All the data should be printed again exactly as written.
Segment Start: INFORMATION SHOWN
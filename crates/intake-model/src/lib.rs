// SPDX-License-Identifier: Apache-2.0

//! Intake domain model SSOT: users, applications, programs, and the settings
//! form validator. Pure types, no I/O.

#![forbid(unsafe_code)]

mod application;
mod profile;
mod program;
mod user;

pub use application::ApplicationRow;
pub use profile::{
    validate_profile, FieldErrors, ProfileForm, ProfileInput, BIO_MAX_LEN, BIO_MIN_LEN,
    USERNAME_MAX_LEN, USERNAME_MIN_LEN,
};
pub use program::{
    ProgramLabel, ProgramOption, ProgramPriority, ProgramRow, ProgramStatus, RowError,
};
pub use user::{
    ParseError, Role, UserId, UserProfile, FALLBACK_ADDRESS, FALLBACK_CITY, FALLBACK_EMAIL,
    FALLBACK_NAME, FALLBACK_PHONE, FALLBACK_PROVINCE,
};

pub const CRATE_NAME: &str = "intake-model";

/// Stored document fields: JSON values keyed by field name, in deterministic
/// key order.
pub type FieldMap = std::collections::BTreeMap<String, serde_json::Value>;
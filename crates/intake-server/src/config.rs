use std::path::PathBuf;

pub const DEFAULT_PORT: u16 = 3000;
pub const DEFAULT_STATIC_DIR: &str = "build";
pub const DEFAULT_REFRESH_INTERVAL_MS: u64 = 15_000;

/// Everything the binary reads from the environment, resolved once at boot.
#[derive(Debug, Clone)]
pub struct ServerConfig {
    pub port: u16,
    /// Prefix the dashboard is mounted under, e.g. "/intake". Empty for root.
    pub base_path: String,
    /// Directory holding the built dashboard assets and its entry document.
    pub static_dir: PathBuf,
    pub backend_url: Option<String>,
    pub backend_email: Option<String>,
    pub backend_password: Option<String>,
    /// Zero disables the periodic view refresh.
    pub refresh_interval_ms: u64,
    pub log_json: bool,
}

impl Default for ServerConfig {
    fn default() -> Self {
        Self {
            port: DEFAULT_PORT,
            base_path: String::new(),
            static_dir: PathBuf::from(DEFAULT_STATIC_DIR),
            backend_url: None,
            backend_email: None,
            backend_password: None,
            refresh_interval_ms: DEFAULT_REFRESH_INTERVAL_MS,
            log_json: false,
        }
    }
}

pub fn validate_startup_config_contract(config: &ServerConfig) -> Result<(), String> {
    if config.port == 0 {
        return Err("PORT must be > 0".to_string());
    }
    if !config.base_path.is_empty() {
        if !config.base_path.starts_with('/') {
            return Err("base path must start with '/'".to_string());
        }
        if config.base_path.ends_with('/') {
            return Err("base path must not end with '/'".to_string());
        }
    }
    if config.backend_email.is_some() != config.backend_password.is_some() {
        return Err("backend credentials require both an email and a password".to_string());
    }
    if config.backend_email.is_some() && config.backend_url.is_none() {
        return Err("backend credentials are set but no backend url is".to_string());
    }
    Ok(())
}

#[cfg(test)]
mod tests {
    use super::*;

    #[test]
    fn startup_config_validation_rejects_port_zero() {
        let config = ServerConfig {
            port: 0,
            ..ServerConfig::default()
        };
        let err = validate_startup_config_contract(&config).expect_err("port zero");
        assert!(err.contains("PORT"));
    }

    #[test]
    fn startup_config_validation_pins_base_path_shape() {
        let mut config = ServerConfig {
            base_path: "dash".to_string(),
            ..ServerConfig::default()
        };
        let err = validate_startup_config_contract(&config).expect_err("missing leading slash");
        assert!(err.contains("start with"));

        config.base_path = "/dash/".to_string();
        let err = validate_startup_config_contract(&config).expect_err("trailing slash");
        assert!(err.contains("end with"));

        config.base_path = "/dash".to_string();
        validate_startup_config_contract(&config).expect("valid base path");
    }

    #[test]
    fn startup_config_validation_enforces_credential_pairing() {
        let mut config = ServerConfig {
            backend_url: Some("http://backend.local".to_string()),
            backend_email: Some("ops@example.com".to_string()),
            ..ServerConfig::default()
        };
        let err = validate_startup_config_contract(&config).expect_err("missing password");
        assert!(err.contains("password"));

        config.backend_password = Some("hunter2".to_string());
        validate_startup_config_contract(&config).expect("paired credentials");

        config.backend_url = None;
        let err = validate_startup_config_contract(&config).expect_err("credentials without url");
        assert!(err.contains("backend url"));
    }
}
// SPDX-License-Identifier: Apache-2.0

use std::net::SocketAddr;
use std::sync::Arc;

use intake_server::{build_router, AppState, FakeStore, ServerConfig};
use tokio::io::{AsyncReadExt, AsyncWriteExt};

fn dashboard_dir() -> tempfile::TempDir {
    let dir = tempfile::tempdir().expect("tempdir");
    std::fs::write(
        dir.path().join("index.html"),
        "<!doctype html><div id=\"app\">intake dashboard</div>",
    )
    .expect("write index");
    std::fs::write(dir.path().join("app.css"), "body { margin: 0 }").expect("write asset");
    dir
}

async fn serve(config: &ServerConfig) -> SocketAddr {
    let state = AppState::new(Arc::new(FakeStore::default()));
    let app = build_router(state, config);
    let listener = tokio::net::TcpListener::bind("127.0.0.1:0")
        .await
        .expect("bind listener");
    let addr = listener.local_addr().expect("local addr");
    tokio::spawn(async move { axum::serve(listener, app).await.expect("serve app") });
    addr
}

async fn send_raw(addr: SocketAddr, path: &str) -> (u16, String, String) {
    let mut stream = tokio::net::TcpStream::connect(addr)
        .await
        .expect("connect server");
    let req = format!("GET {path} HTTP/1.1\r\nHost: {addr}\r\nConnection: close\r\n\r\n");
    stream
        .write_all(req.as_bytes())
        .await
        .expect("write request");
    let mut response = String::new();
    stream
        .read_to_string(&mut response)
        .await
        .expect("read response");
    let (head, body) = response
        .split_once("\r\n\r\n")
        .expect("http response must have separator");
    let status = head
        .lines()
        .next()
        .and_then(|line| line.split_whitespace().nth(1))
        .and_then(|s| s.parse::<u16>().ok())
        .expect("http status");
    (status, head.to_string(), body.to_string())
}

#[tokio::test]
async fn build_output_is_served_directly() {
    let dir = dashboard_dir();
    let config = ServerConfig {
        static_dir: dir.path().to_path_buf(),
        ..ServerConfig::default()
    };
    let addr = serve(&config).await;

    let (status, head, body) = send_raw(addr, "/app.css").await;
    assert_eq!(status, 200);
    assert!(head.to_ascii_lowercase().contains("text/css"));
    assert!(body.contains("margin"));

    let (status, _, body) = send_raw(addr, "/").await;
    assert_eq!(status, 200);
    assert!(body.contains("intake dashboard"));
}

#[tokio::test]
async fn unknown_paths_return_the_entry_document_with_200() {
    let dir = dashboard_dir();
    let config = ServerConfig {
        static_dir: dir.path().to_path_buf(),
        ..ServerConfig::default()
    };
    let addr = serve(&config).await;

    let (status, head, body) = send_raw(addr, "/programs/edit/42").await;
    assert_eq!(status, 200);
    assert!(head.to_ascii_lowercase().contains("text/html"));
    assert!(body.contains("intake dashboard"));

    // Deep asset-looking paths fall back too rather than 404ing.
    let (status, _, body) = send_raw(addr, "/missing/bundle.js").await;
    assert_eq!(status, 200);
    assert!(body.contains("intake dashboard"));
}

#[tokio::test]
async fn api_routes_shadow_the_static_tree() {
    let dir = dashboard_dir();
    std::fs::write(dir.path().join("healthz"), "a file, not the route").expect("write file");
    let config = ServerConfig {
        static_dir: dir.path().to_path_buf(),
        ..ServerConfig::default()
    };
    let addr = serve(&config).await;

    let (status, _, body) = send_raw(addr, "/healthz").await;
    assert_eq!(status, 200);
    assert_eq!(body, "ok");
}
Segment End: INFORMATION SHOWN
* _SOLUTION FOR THIS EXERCISE_
filename crates/intake-model/src/lib.rs
// SPDX-License-Identifier: Apache-2.0

//! Intake domain model SSOT: users, applications, programs, and the settings
//! form validator. Pure types, no I/O.

#![forbid(unsafe_code)]

mod application;
mod profile;
mod program;
mod user;

pub use application::ApplicationRow;
pub use profile::{
    validate_profile, FieldErrors, ProfileForm, ProfileInput, BIO_MAX_LEN, BIO_MIN_LEN,
    USERNAME_MAX_LEN, USERNAME_MIN_LEN,
};
pub use program::{
    ProgramLabel, ProgramOption, ProgramPriority, ProgramRow, ProgramStatus, RowError,
};
pub use user::{
    ParseError, Role, UserId, UserProfile, FALLBACK_ADDRESS, FALLBACK_CITY, FALLBACK_EMAIL,
    FALLBACK_NAME, FALLBACK_PHONE, FALLBACK_PROVINCE,
};

pub const CRATE_NAME: &str = "intake-model";

/// Stored document fields: JSON values keyed by field name, in deterministic
/// key order.
pub type FieldMap = std::collections::BTreeMap<String, serde_json::Value>;
filename crates/intake-server/src/config.rs
use std::path::PathBuf;

pub const DEFAULT_PORT: u16 = 3000;
pub const DEFAULT_STATIC_DIR: &str = "build";
pub const DEFAULT_REFRESH_INTERVAL_MS: u64 = 15_000;

/// Everything the binary reads from the environment, resolved once at boot.
#[derive(Debug, Clone)]
pub struct ServerConfig {
    pub port: u16,
    /// Prefix the dashboard is mounted under, e.g. "/intake". Empty for root.
    pub base_path: String,
    /// Directory holding the built dashboard assets and its entry document.
    pub static_dir: PathBuf,
    pub backend_url: Option<String>,
    pub backend_email: Option<String>,
    pub backend_password: Option<String>,
    /// Zero disables the periodic view refresh.
    pub refresh_interval_ms: u64,
    pub log_json: bool,
}

impl Default for ServerConfig {
    fn default() -> Self {
        Self {
            port: DEFAULT_PORT,
            base_path: String::new(),
            static_dir: PathBuf::from(DEFAULT_STATIC_DIR),
            backend_url: None,
            backend_email: None,
            backend_password: None,
            refresh_interval_ms: DEFAULT_REFRESH_INTERVAL_MS,
            log_json: false,
        }
    }
}

pub fn validate_startup_config_contract(config: &ServerConfig) -> Result<(), String> {
    if config.port == 0 {
        return Err("PORT must be > 0".to_string());
    }
    if !config.base_path.is_empty() {
        if !config.base_path.starts_with('/') {
            return Err("base path must start with '/'".to_string());
        }
        if config.base_path.ends_with('/') {
            return Err("base path must not end with '/'".to_string());
        }
    }
    if config.backend_email.is_some() != config.backend_password.is_some() {
        return Err("backend credentials require both an email and a password".to_string());
    }
    if config.backend_email.is_some() && config.backend_url.is_none() {
        return Err("backend credentials are set but no backend url is".to_string());
    }
    Ok(())
}

#[cfg(test)]
mod tests {
    use super::*;

    #[test]
    fn startup_config_validation_rejects_port_zero() {
        let config = ServerConfig {
            port: 0,
            ..ServerConfig::default()
        };
        let err = validate_startup_config_contract(&config).expect_err("port zero");
        assert!(err.contains("PORT"));
    }

    #[test]
    fn startup_config_validation_pins_base_path_shape() {
        let mut config = ServerConfig {
            base_path: "dash".to_string(),
            ..ServerConfig::default()
        };
        let err = validate_startup_config_contract(&config).expect_err("missing leading slash");
        assert!(err.contains("start with"));

        config.base_path = "/dash/".to_string();
        let err = validate_startup_config_contract(&config).expect_err("trailing slash");
        assert!(err.contains("end with"));

        config.base_path = "/dash".to_string();
        validate_startup_config_contract(&config).expect("valid base path");
    }

    #[test]
    fn startup_config_validation_enforces_credential_pairing() {
        let mut config = ServerConfig {
            backend_url: Some("http://backend.local".to_string()),
            backend_email: Some("ops@example.com".to_string()),
            ..ServerConfig::default()
        };
        let err = validate_startup_config_contract(&config).expect_err("missing password");
        assert!(err.contains("password"));

        config.backend_password = Some("hunter2".to_string());
        validate_startup_config_contract(&config).expect("paired credentials");

        config.backend_url = None;
        let err = validate_startup_config_contract(&config).expect_err("credentials without url");
        assert!(err.contains("backend url"));
    }
}
// SPDX-License-Identifier: Apache-2.0

use std::net::SocketAddr;
use std::sync::Arc;

use intake_server::{build_router, AppState, FakeStore, ServerConfig};
use tokio::io::{AsyncReadExt, AsyncWriteExt};

fn dashboard_dir() -> tempfile::TempDir {
    let dir = tempfile::tempdir().expect("tempdir");
    std::fs::write(
        dir.path().join("index.html"),
        "<!doctype html><div id=\"app\">intake dashboard</div>",
    )
    .expect("write index");
    std::fs::write(dir.path().join("app.css"), "body { margin: 0 }").expect("write asset");
    dir
}

async fn serve(config: &ServerConfig) -> SocketAddr {
    let state = AppState::new(Arc::new(FakeStore::default()));
    let app = build_router(state, config);
    let listener = tokio::net::TcpListener::bind("127.0.0.1:0")
        .await
        .expect("bind listener");
    let addr = listener.local_addr().expect("local addr");
    tokio::spawn(async move { axum::serve(listener, app).await.expect("serve app") });
    addr
}

async fn send_raw(addr: SocketAddr, path: &str) -> (u16, String, String) {
    let mut stream = tokio::net::TcpStream::connect(addr)
        .await
        .expect("connect server");
    let req = format!("GET {path} HTTP/1.1\r\nHost: {addr}\r\nConnection: close\r\n\r\n");
    stream
        .write_all(req.as_bytes())
        .await
        .expect("write request");
    let mut response = String::new();
    stream
        .read_to_string(&mut response)
        .await
        .expect("read response");
    let (head, body) = response
        .split_once("\r\n\r\n")
        .expect("http response must have separator");
    let status = head
        .lines()
        .next()
        .and_then(|line| line.split_whitespace().nth(1))
        .and_then(|s| s.parse::<u16>().ok())
        .expect("http status");
    (status, head.to_string(), body.to_string())
}

#[tokio::test]
async fn build_output_is_served_directly() {
    let dir = dashboard_dir();
    let config = ServerConfig {
        static_dir: dir.path().to_path_buf(),
        ..ServerConfig::default()
    };
    let addr = serve(&config).await;

    let (status, head, body) = send_raw(addr, "/app.css").await;
    assert_eq!(status, 200);
    assert!(head.to_ascii_lowercase().contains("text/css"));
    assert!(body.contains("margin"));

    let (status, _, body) = send_raw(addr, "/").await;
    assert_eq!(status, 200);
    assert!(body.contains("intake dashboard"));
}

#[tokio::test]
async fn unknown_paths_return_the_entry_document_with_200() {
    let dir = dashboard_dir();
    let config = ServerConfig {
        static_dir: dir.path().to_path_buf(),
        ..ServerConfig::default()
    };
    let addr = serve(&config).await;

    let (status, head, body) = send_raw(addr, "/programs/edit/42").await;
    assert_eq!(status, 200);
    assert!(head.to_ascii_lowercase().contains("text/html"));
    assert!(body.contains("intake dashboard"));

    // Deep asset-looking paths fall back too rather than 404ing.
    let (status, _, body) = send_raw(addr, "/missing/bundle.js").await;
    assert_eq!(status, 200);
    assert!(body.contains("intake dashboard"));
}

#[tokio::test]
async fn api_routes_shadow_the_static_tree() {
    let dir = dashboard_dir();
    std::fs::write(dir.path().join("healthz"), "a file, not the route").expect("write file");
    let config = ServerConfig {
        static_dir: dir.path().to_path_buf(),
        ..ServerConfig::default()
    };
    let addr = serve(&config).await;

    let (status, _, body) = send_raw(addr, "/healthz").await;
    assert_eq!(status, 200);
    assert_eq!(body, "ok");
}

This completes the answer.